*Activity:* Your answer should be a single number: the count of lines in the listing that contain "RwLock".

*Data provided:*
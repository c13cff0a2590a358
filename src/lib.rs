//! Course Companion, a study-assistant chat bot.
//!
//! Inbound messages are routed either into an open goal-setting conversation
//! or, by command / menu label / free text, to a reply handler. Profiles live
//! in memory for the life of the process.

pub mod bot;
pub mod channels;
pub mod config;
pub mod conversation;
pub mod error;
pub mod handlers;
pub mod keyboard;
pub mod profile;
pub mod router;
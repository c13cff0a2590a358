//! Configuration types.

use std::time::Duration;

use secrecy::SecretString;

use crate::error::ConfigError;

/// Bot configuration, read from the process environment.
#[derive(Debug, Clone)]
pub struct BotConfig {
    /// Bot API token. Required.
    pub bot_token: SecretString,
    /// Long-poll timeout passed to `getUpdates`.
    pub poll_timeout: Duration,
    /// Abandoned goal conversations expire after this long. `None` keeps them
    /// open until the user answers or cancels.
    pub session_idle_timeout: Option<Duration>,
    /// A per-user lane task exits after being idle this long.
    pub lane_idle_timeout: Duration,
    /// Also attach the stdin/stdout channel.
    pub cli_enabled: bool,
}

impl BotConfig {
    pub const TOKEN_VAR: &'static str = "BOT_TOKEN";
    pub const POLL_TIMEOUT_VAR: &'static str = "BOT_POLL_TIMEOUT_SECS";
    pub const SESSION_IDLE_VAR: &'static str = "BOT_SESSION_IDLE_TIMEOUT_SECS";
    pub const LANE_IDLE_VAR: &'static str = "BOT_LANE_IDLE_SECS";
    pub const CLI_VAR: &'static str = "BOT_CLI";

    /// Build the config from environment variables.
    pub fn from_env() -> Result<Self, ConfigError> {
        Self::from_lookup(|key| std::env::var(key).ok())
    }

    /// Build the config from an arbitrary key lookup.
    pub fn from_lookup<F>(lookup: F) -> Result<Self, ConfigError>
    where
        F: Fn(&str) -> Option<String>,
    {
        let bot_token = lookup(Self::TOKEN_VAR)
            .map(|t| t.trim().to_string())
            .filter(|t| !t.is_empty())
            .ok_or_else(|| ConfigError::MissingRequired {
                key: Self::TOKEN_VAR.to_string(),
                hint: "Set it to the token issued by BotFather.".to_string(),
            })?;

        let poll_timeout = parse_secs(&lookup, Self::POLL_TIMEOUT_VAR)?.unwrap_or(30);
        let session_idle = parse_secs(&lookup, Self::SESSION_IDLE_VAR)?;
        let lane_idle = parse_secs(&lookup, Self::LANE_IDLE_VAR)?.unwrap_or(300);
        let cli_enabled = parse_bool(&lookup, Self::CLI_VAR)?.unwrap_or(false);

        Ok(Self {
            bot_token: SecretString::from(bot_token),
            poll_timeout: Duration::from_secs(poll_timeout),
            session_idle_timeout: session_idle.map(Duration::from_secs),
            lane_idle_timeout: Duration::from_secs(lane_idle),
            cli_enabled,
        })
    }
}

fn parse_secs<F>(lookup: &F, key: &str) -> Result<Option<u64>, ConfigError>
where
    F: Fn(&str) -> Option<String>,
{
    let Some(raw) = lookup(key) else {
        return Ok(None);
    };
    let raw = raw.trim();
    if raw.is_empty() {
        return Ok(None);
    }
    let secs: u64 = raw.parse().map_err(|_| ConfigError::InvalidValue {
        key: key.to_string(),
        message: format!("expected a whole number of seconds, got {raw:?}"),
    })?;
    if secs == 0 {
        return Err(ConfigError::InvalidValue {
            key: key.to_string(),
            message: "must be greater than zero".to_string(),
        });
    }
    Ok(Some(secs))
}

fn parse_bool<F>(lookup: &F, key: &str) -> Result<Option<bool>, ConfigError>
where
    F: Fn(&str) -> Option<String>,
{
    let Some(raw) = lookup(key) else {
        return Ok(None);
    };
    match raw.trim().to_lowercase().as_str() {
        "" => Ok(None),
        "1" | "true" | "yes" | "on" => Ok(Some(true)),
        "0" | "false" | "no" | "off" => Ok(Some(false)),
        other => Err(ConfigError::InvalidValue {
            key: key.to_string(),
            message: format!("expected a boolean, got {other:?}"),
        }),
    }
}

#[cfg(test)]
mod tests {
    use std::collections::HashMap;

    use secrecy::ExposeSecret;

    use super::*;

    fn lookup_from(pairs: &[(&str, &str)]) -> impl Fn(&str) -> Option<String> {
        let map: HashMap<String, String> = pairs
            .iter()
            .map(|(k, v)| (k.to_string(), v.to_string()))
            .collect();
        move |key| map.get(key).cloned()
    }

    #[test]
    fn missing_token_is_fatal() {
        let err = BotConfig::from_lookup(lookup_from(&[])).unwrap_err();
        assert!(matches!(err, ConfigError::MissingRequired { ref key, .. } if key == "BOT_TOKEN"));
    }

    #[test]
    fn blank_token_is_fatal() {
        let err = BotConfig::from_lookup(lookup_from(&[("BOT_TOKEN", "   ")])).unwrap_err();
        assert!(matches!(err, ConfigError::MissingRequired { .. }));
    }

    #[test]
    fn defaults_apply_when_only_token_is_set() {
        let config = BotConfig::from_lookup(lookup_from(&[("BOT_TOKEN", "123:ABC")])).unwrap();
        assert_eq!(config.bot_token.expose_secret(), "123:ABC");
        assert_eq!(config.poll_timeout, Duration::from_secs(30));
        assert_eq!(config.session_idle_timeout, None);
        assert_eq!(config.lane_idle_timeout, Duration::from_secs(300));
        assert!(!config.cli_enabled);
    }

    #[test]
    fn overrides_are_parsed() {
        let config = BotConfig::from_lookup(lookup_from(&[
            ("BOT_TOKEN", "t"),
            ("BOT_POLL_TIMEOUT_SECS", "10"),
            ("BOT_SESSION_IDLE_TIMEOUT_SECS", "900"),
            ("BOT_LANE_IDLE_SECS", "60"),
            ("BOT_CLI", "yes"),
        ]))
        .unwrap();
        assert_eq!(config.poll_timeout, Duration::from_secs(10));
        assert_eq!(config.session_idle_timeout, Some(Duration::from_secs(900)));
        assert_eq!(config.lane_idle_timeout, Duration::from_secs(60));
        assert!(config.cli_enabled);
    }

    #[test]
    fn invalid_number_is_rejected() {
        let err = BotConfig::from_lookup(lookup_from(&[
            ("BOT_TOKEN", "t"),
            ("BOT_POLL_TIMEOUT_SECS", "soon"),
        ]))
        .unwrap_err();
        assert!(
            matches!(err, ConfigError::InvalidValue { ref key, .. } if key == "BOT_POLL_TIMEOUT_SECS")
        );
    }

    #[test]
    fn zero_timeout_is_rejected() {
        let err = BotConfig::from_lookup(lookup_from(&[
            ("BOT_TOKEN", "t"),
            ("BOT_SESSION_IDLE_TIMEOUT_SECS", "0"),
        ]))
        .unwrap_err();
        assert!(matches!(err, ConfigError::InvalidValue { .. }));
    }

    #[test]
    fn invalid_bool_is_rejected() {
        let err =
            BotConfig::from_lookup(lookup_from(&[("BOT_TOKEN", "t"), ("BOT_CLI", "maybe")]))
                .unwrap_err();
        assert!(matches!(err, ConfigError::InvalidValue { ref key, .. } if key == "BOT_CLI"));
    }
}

...

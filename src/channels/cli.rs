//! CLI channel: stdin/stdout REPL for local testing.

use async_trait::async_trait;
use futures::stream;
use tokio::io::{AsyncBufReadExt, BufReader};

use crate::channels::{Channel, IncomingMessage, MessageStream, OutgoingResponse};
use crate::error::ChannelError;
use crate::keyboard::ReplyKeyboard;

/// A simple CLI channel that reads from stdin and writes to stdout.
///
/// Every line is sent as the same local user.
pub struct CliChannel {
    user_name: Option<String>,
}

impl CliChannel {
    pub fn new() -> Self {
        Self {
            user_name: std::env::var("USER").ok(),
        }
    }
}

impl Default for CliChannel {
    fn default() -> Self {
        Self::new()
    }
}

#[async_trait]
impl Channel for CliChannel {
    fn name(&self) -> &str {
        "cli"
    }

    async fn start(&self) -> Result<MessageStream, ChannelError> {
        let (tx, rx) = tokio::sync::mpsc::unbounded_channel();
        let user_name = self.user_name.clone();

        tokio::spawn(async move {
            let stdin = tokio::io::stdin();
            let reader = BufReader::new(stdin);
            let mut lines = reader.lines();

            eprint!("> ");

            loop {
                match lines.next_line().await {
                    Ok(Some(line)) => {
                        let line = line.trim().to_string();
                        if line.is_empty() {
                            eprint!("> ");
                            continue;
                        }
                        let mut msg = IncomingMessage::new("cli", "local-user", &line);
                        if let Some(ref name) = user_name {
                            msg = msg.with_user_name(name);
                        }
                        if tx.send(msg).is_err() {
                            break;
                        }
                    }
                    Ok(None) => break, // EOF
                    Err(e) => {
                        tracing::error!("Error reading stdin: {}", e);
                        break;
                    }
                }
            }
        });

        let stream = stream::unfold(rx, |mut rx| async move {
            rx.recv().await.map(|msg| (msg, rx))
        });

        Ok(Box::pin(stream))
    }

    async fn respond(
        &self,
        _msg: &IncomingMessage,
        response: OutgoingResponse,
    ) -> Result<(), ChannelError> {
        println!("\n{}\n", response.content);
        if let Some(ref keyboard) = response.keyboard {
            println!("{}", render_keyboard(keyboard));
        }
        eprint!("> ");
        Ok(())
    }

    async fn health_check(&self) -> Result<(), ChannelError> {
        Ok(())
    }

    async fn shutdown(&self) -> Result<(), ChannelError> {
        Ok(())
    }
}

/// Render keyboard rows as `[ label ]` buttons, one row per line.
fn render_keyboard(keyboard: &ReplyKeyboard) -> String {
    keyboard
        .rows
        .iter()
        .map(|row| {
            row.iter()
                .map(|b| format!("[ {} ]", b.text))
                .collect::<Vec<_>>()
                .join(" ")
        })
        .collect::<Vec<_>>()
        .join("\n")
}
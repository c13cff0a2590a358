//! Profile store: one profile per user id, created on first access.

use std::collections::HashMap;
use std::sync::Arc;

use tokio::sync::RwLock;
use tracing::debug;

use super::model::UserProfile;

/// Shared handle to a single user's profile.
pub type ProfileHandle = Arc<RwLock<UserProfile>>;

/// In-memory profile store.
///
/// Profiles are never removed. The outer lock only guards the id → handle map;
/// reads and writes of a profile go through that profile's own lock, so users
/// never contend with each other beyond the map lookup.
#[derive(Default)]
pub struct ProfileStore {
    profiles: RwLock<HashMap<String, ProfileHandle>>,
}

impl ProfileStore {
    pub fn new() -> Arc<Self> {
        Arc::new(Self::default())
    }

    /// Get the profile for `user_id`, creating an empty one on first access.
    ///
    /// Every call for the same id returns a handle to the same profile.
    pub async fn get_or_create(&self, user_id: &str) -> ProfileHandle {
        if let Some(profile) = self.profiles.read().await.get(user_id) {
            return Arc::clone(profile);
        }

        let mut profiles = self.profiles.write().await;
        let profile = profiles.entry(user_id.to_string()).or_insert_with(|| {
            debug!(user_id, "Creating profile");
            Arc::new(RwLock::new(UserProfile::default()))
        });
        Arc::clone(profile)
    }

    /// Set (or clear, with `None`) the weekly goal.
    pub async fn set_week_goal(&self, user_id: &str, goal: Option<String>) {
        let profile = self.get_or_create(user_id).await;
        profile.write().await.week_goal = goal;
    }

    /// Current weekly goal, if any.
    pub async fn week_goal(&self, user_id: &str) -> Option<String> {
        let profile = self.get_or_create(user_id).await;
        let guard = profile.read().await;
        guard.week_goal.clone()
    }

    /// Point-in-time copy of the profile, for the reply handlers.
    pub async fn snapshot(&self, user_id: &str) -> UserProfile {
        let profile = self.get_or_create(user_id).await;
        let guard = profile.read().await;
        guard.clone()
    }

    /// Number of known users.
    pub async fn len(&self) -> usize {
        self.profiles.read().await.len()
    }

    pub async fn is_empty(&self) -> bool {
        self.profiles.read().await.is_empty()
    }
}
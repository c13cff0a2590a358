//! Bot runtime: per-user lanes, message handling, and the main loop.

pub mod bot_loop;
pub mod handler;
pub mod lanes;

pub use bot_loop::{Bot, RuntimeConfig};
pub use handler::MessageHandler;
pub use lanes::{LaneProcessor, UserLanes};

*Solution to this problem:* 4